There are nights like tonight where I lay in bed and think there’s a stomach or liver in my stomach. Granted that really isn’t that big of a deal and by far not the weirdest thing one can eat while in Africa, but it’s the concept. Also I certainly don’t eat cow stomach multiple times a week back at home.

Mozambique was thus far my favorite country and hardest. I have described my last month in Africa as “home away from home”. So much of what I did and do back at home is what I did in Mozambique. We were helping LifeChurch and it was a branch off of the “home base” church in Quelimane and it was fairly new,only a year or so. One of their main focus was college ministry, and the majority of their congregation is young. Our actual ministry was simply to just be a presence on campus, we were dropped off each morning and we weren’t told to go and have ten converts by lunch but rather to go and meet the students as people and to build relationships. This was great because it’s something that I really love to do back at home and on my campus, to not be a “closeted Christian” and to simply love on my peers. At first it was a little awkward but then we started what we called the “Uno Ministry” where we would invite the students around us to a soda and play uno, which was a lot easier than to interrupt their studying to talk.

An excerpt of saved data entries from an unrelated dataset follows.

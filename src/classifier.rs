// src/classifier.rs - Band classification of a single reading
use crate::{limits::Band, severity::Severity};

/// Outcome of classifying one reading against its band.
///
/// The ratchet's transition rule reads both flags; use [`Classification::severity`]
/// for the collapsed view.
#[derive(Debug, Clone, Copy, PartialEq, Eq, Default)]
pub struct Classification {
    pub warning: bool,
    pub critical: bool,
}

impl Classification {
    pub const IDEAL: Self = Self { warning: false, critical: false };
    pub const WARNING: Self = Self { warning: true, critical: false };
    pub const CRITICAL: Self = Self { warning: false, critical: true };

    /// Critical dominates warning dominates ideal.
    pub fn severity(&self) -> Severity {
        if self.critical {
            Severity::Critical
        } else if self.warning {
            Severity::Warning
        } else {
            Severity::Ideal
        }
    }
}

/// Classify `value` against `band`.
///
/// ```text
/// warning  = (value <  ideal_low  && value >= low)
///         || (value >  ideal_high && value <= high)
/// critical = value < low || value > high
/// ```
///
/// `low` and `high` themselves are warning, `ideal_low` and `ideal_high`
/// themselves are ideal. NaN satisfies no comparison and classifies as ideal;
/// suppliers must not hand NaN to the core.
pub fn classify(value: f32, band: &Band) -> Classification {
    let low = f32::from(band.low);
    let ideal_low = f32::from(band.ideal_low);
    let ideal_high = f32::from(band.ideal_high);
    let high = f32::from(band.high);

    Classification {
        warning: (value < ideal_low && value >= low) || (value > ideal_high && value <= high),
        critical: value < low || value > high,
    }
}

#[cfg(test)]
mod tests {
    use super::*;

    const BAND: Band = Band::new(20, 22, 28, 32);

    #[test]
    fn test_boundaries() {
        let cases = [
            (19.9, Severity::Critical),
            (20.0, Severity::Warning),
            (21.9, Severity::Warning),
            (22.0, Severity::Ideal),
            (25.0, Severity::Ideal),
            (28.0, Severity::Ideal),
            (28.1, Severity::Warning),
            (32.0, Severity::Warning),
            (32.1, Severity::Critical),
        ];
        for (value, expected) in cases {
            assert_eq!(classify(value, &BAND).severity(), expected, "value {}", value);
        }
    }

    #[test]
    fn test_flags_are_exclusive_for_ordered_band() {
        for tenth in 0..500 {
            let value = tenth as f32 / 10.0;
            let c = classify(value, &BAND);
            assert!(!(c.warning && c.critical), "value {}", value);
        }
    }

    #[test]
    fn test_zero_band_is_critical_above_zero() {
        let zero = Band::default();
        assert_eq!(classify(0.0, &zero), Classification::IDEAL);
        assert_eq!(classify(0.1, &zero), Classification::CRITICAL);
        assert_eq!(classify(23.0, &zero), Classification::CRITICAL);
    }

    #[test]
    fn test_unordered_band_can_raise_both_flags() {
        // low above ideal_high: a value between them is both below low and above ideal_high
        let band = Band::new(30, 5, 10, 40);
        let c = classify(20.0, &band);
        assert!(c.warning && c.critical);
        assert_eq!(c.severity(), Severity::Critical);
    }

    #[test]
    fn test_nan_is_ideal() {
        assert_eq!(classify(f32::NAN, &BAND), Classification::IDEAL);
    }
}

One of the main ministries of the church was cell-groups, which is what we call
study groups/community groups/bible study groups. So every Friday and Saturday we were all split up in them with various different leaders, and I absolutely loved when Saturdays evenings came around because the only group I was in that I didn’t have to rotate out with anyone else was the teenage cell-group. Again home away from home; I led in high school ministry for the last four years and it is something that I have a passion for. The first week was simply getting to know them, and the last two was seeing them around the neighborhood and taking them out for ice cream and playing card games, talking about Jesus in broken portugues, spanish, and english, but those were some of the sweetest conversations I had all month.

And then also I have introduced you to my host for the month Adelson and Vina who treated me and loved me the way my closest friends back at home do. I went into month 3 thinking that I was okay and that yes I missed home but I could swallow the missing feeling and continue on. I didn’t know just how much I missed my family and friends back at home, but God did. God knew that I needed to feel cared for again and loved on and he gave that to me in the form of these lovely folks. It amazed me just how much the body of Christ could love one another even though never having met another before but still open their homes and hearts to them. They were simply wonderful and it hurt to have to leave them.

Month 3 in Mozambique was literally home away from home, there were these three main ones and many others that I can’t begin to recant.